Optimus rotated himself in the water, contemplating. He flexed his tentacles as one, felt the same sensation as when he had dared to extrude all of his data cables at once_ — _ late at night in his cell in Iacon, when no one could see _ — _and realized he had been a fool.

In enclosing himself within the shell of a beast for protection, he had in the same moment turned himself inside out. His cables, once secreted away within his chassis where he could hide them, now trailed free, quiescent in the current behind him.

And yet, now it was different. No longer were they so fragile, glowing with the pulse of energon and fiber optics beneath their thin insulation. Now they had their own protection, each of the twelve equipped with rows of vicious hooks and sequences of toothed suckers that lined the ventral surfaces. He reached to touch the edge of a hook with the tip of a tentacle, and marveled at the sharpness.

Extensions of his sensor array, Alpha Trion had said.

Slowly, he inverted himself, turning the sharp beak at the very core of him to face the chill night air. He spread the twelve main tentacles out around him like the spiked crown with which he had once seen one of the gladiators in the arena crowned. He struggled to push down the unease that he always associated being so exposed, to remind himself that there was nothing and no one.

When he finally quieted his mind, he activated his sensor array.

The surge of data was an explosion in his processor. The movement of the current, the brush of the winds, the buzzing of the magnetic poles beneath him, all surged through him, sending crackles of electrical feedback into his core. His scanners unfolded, his range doubled, no tripled, in an instant. He spun in a slow circle, like one of the great radio dishes that pointed into the darkness, for communication in the deepest reaches of space. His awareness leapt free of the planet’s surface, zipping into the ionosphere, skipping lightly along the charged metal particles that encircled the planet, borne on the tidal winds.

He reached, probing, looking for evidence of a ship.
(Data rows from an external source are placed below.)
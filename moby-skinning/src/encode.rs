//! Skin encoder
//!
//! Turns packets of logical vertices into VU0 records. Per packet the records
//! are emitted as:
//! 1. two-way blends seen for the first time,
//! 2. three-way blends seen for the first time,
//! 3. single-joint vertices,
//! 4. blends that are already resident in a blend slot.
//!
//! The transfer schedule is then threaded through the records with
//! [`apply_schedule`].

use bytemuck::Zeroable;

use crate::allocator::Vu0MatrixAllocator;
use crate::attributes::SkinAttributes;
use crate::config::SkinningConfig;
use crate::error::{Result, SkinningError};
use crate::liveness::{
    MatrixLivenessInfo, compute_matrix_liveness, max_num_joints_referenced_per_packet,
};
use crate::packing::pack_common_attributes;
use crate::record::{
    DISCARD_ADDR, PacketRecords, RegularLoad, ThreeWayBlend, TwoWayBlend, VertexRecord,
};
use crate::schedule::{MatrixTransferSchedule, schedule_matrix_transfers};
use crate::vertex::{Packet, Vertex};

/// VU0 address of the transferred matrix for `joint`.
fn joint_address(allocator: &mut Vu0MatrixAllocator, joint: i8, packet: usize) -> Result<u8> {
    let attribs = SkinAttributes::single(joint);
    allocator
        .get_allocation(attribs, packet as i32)?
        .map(|allocation| allocation.address)
        .ok_or(SkinningError::MissingAllocation { attribs, packet })
}

/// Unbound joints (-1) skin to the root.
fn bind_unbound_joints(mut vertex: Vertex) -> Vertex {
    for joint in &mut vertex.skin.joints {
        if *joint == -1 {
            *joint = 0;
        }
    }
    vertex
}

/// Carried transfers only have 7 bits for the joint.
fn check_joint_range(packet_index: usize, vertices: &[Vertex]) -> Result<()> {
    for vertex in vertices {
        if let Some(&joint) = vertex.skin.used_joints().iter().find(|&&joint| joint < 0) {
            return Err(SkinningError::JointOutOfRange {
                joint,
                packet: packet_index,
            });
        }
    }
    Ok(())
}

/// Pack one packet's vertices into records.
///
/// [`schedule_matrix_transfers`] must already have run for this packet so
/// every joint and blend has its slot.
pub fn pack_vertices(
    packet_index: usize,
    vertices: &[Vertex],
    allocator: &mut Vu0MatrixAllocator,
    liveness: &[MatrixLivenessInfo],
    scale: f32,
) -> Result<PacketRecords> {
    let current_packet = packet_index as i32;

    let mut two_way = Vec::new();
    let mut three_way = Vec::new();
    let mut singles = Vec::new();
    let mut resident = Vec::new();

    for (index, (vertex, info)) in vertices.iter().zip(liveness).enumerate() {
        let mut record = VertexRecord::zeroed();
        record.set_vertex_index(vertex.vertex_index);
        pack_common_attributes(&mut record, vertex.position, vertex.normal, scale);

        let skin = vertex.skin;
        if !skin.is_blend() {
            record.set_regular(&RegularLoad {
                load_addr: joint_address(allocator, skin.joints[0], packet_index)?,
                transfer_store_addr: DISCARD_ADDR,
            });
            singles.push((index, record));
            continue;
        }

        // Only shared blends are worth keeping around. Everything else is
        // blended into the discard slot.
        let blend_store_addr = match allocator.get_allocation(skin, current_packet)? {
            Some(allocation) if info.population_count > 1 => {
                if !allocation.first_use {
                    record.set_regular(&RegularLoad {
                        load_addr: allocation.address,
                        transfer_store_addr: DISCARD_ADDR,
                    });
                    resident.push((index, record));
                    continue;
                }
                allocation.address
            }
            _ => DISCARD_ADDR,
        };

        if skin.count == 2 {
            record.set_two_way(&TwoWayBlend {
                load_addr_1: joint_address(allocator, skin.joints[0], packet_index)?,
                load_addr_2: joint_address(allocator, skin.joints[1], packet_index)?,
                weight_1: skin.weights[0],
                weight_2: skin.weights[1],
                transfer_store_addr: DISCARD_ADDR,
                blend_store_addr,
            });
            two_way.push((index, record));
        } else {
            record.set_three_way(&ThreeWayBlend {
                load_addr_1: joint_address(allocator, skin.joints[0], packet_index)?,
                load_addr_2: joint_address(allocator, skin.joints[1], packet_index)?,
                load_addr_3: joint_address(allocator, skin.joints[2], packet_index)?,
                weights: skin.weights,
                blend_store_addr,
            });
            three_way.push((index, record));
        }
    }

    let mut packet = PacketRecords {
        two_way_blend_count: two_way.len(),
        three_way_blend_count: three_way.len(),
        main_count: singles.len() + resident.len(),
        index_mapping: vec![0; vertices.len()],
        ..Default::default()
    };
    for (index, record) in two_way.into_iter().chain(three_way).chain(singles).chain(resident) {
        packet.index_mapping[index] = packet.records.len();
        packet.records.push(record);
    }

    Ok(packet)
}

/// Thread a packet's transfers through the records that carry them.
pub fn apply_schedule(
    schedule: &MatrixTransferSchedule,
    previous: Option<&mut PacketRecords>,
    current: &mut PacketRecords,
) -> Result<()> {
    if !schedule.last_packet_transfers.is_empty() {
        let transfers = schedule.last_packet_transfers.len();
        let Some(previous) = previous else {
            return Err(SkinningError::ScheduleOverflow {
                transfers,
                available: 0,
            });
        };
        let available = previous.regular_records().len();
        if transfers > available {
            return Err(SkinningError::ScheduleOverflow {
                transfers,
                available,
            });
        }
        let last = previous.records.len() - 1;
        for (i, transfer) in schedule.last_packet_transfers.iter().enumerate() {
            previous.records[last - i].attach_regular_transfer(*transfer);
        }
    }

    if schedule.two_way_transfers.len() > current.two_way_blend_count {
        return Err(SkinningError::ScheduleOverflow {
            transfers: schedule.two_way_transfers.len(),
            available: current.two_way_blend_count,
        });
    }
    for (record, transfer) in current.records.iter_mut().zip(&schedule.two_way_transfers) {
        record.attach_two_way_transfer(*transfer);
    }

    current
        .preloop_transfers
        .extend_from_slice(&schedule.preloop_transfers);
    Ok(())
}

/// Encode every packet of a mesh class.
pub fn encode_packets(packets: &[Packet], config: &SkinningConfig) -> Result<Vec<PacketRecords>> {
    let packets: Vec<Packet> = packets
        .iter()
        .map(|packet| packet.iter().copied().map(bind_unbound_joints).collect())
        .collect();
    for (packet_index, vertices) in packets.iter().enumerate() {
        check_joint_range(packet_index, vertices)?;
    }

    let max_joints = max_num_joints_referenced_per_packet(&packets);
    let liveness = compute_matrix_liveness(&packets);
    let mut allocator = Vu0MatrixAllocator::new(max_joints)?
        .with_strict_blend_allocation(config.strict_blend_allocation);

    let mut output: Vec<PacketRecords> = Vec::with_capacity(packets.len());
    for (packet_index, (vertices, liveness)) in packets.iter().zip(&liveness).enumerate() {
        allocator.new_packet();
        let schedule = schedule_matrix_transfers(
            packet_index,
            vertices,
            output.last(),
            &mut allocator,
            liveness,
        )?;
        let mut records =
            pack_vertices(packet_index, vertices, &mut allocator, liveness, config.scale)?;
        apply_schedule(&schedule, output.last_mut(), &mut records)?;

        tracing::debug!(
            packet = packet_index,
            vertices = vertices.len(),
            two_way = records.two_way_blend_count,
            three_way = records.three_way_blend_count,
            main = records.main_count,
            preloop = records.preloop_transfers.len(),
            transferred = allocator.transfer_allocations_this_packet(),
            blended = allocator.blend_allocations_this_packet(),
            "encoded packet"
        );
        output.push(records);
    }

    Ok(output)
}

#[cfg(test)]
mod tests {
    use glam::Vec3;

    use super::*;
    use crate::decode::decode_packets;
    use crate::record::MatrixTransfer;

    fn packet(skins: &[SkinAttributes]) -> Packet {
        skins
            .iter()
            .enumerate()
            .map(|(i, &skin)| {
                Vertex::new(Vec3::new(i as f32, 0.0, 0.0), Vec3::Y, skin)
                    .with_vertex_index(i as u16)
            })
            .collect()
    }

    fn regular_records(count: usize) -> PacketRecords {
        let records = (0..count)
            .map(|i| {
                let mut record = VertexRecord::zeroed();
                record.set_regular(&RegularLoad {
                    load_addr: (i * 4) as u8,
                    transfer_store_addr: DISCARD_ADDR,
                });
                record
            })
            .collect();
        PacketRecords {
            main_count: count,
            records,
            ..Default::default()
        }
    }

    const SHARED: SkinAttributes = SkinAttributes::two_way([4, 5], [128, 127]);
    const TRIPLE: SkinAttributes = SkinAttributes::three_way([4, 5, 6], [85, 85, 85]);

    // ========================================================================
    // Packing
    // ========================================================================

    #[test]
    fn test_pack_vertices_orders_records() {
        let packets = vec![packet(&[SkinAttributes::single(4), SHARED, TRIPLE, SHARED])];
        let liveness = compute_matrix_liveness(&packets);
        let mut allocator = Vu0MatrixAllocator::new(3).unwrap();
        allocator.new_packet();
        schedule_matrix_transfers(0, &packets[0], None, &mut allocator, &liveness[0]).unwrap();

        let records = pack_vertices(0, &packets[0], &mut allocator, &liveness[0], 1.0).unwrap();
        assert_eq!(records.two_way_blend_count, 1);
        assert_eq!(records.three_way_blend_count, 1);
        assert_eq!(records.main_count, 2);
        assert_eq!(records.index_mapping, vec![2, 0, 1, 3]);

        // The shared blend is stored once, then loaded back.
        let blend = records.records[0].two_way();
        assert_eq!((blend.load_addr_1, blend.load_addr_2), (0x0, 0x4));
        assert_eq!(blend.blend_store_addr, 0xc);
        assert_eq!(records.records[3].regular().load_addr, 0xc);

        // The three-way blend is unique so its result is thrown away.
        let triple = records.records[1].three_way();
        assert_eq!(triple.load_addr_3, 0x8);
        assert_eq!(triple.blend_store_addr, DISCARD_ADDR);

        assert_eq!(records.records[2].regular().load_addr, 0x0);
        assert_eq!(records.records[2].vertex_index(), 0);
        assert_eq!(records.records[1].vertex_index(), 2);
    }

    #[test]
    fn test_pack_vertices_missing_joint() {
        let packets = vec![packet(&[SkinAttributes::single(9)])];
        let liveness = compute_matrix_liveness(&packets);
        let mut allocator = Vu0MatrixAllocator::new(1).unwrap();
        allocator.new_packet();

        let err = pack_vertices(0, &packets[0], &mut allocator, &liveness[0], 1.0).unwrap_err();
        assert_eq!(
            err,
            SkinningError::MissingAllocation {
                attribs: SkinAttributes::single(9),
                packet: 0
            }
        );
    }

    // ========================================================================
    // Schedule Application
    // ========================================================================

    #[test]
    fn test_apply_schedule_fills_records_from_the_back() {
        let mut previous = regular_records(3);
        let mut current = regular_records(1);
        let schedule = MatrixTransferSchedule {
            preloop_transfers: vec![MatrixTransfer::new(1, 0x10)],
            last_packet_transfers: vec![MatrixTransfer::new(2, 0x14), MatrixTransfer::new(3, 0x18)],
            two_way_transfers: vec![],
        };

        apply_schedule(&schedule, Some(&mut previous), &mut current).unwrap();
        assert_eq!(previous.records[2].regular().transfer_store_addr, 0x14);
        assert_eq!(previous.records[2].transferred_joint(), 2);
        assert_eq!(previous.records[1].regular().transfer_store_addr, 0x18);
        assert_eq!(previous.records[0].regular().transfer_store_addr, DISCARD_ADDR);
        assert_eq!(current.preloop_transfers, vec![MatrixTransfer::new(1, 0x10)]);
    }

    #[test]
    fn test_apply_schedule_overflow() {
        let mut current = regular_records(2);
        let schedule = MatrixTransferSchedule {
            two_way_transfers: vec![MatrixTransfer::new(1, 0x0)],
            ..Default::default()
        };
        assert_eq!(
            apply_schedule(&schedule, None, &mut current).unwrap_err(),
            SkinningError::ScheduleOverflow {
                transfers: 1,
                available: 0
            }
        );

        let schedule = MatrixTransferSchedule {
            last_packet_transfers: vec![MatrixTransfer::new(1, 0x0)],
            ..Default::default()
        };
        assert!(apply_schedule(&schedule, None, &mut current).is_err());
    }

    // ========================================================================
    // Driver
    // ========================================================================

    #[test]
    fn test_encode_packets_carries_transfer_on_two_way_record() {
        let packets = vec![packet(&[SkinAttributes::single(4), SHARED, TRIPLE, SHARED])];
        let encoded = encode_packets(&packets, &SkinningConfig::default()).unwrap();
        assert_eq!(encoded.len(), 1);

        let records = &encoded[0];
        assert_eq!(
            records.preloop_transfers,
            vec![MatrixTransfer::new(4, 0x0), MatrixTransfer::new(5, 0x4)]
        );
        assert_eq!(records.records[0].two_way().transfer_store_addr, 0x8);
        assert_eq!(records.records[0].transferred_joint(), 6);

        let decoded = decode_packets(&encoded, &SkinningConfig::default()).unwrap();
        for (i, vertex) in packets[0].iter().enumerate() {
            assert_eq!(decoded[0][records.index_mapping[i]].skin, vertex.skin);
        }
    }

    #[test]
    fn test_encode_packets_binds_unbound_joints() {
        let packets = vec![packet(&[SkinAttributes::single(-1), SkinAttributes::single(2)])];
        let encoded = encode_packets(&packets, &SkinningConfig::default()).unwrap();
        let decoded = decode_packets(&encoded, &SkinningConfig::default()).unwrap();
        assert_eq!(
            decoded[0][encoded[0].index_mapping[0]].skin,
            SkinAttributes::single(0)
        );
    }

    #[test]
    fn test_encode_packets_rejects_negative_joint() {
        let packets = vec![
            packet(&[SkinAttributes::single(1)]),
            packet(&[SkinAttributes::two_way([-2, 5], [100, 155])]),
        ];
        assert_eq!(
            encode_packets(&packets, &SkinningConfig::default()).unwrap_err(),
            SkinningError::JointOutOfRange {
                joint: -2,
                packet: 1
            }
        );
    }

    #[test]
    fn test_encode_empty_mesh() {
        assert!(encode_packets(&[], &SkinningConfig::default()).unwrap().is_empty());
    }
}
Radio chatter, the energy signature of engines large enough to consume him, the wake it might cut in the upper atmosphere.

There, on the edges of his consciousness, a disruption, but a large one. He strained, searching for resolution…

Something sharp jangled against his awareness, disrupting the peace and flow of the scan. He twitched, trying to shake it off, but it was lost. He could feel the expansive sense array into which he had tapped slipping from his reach.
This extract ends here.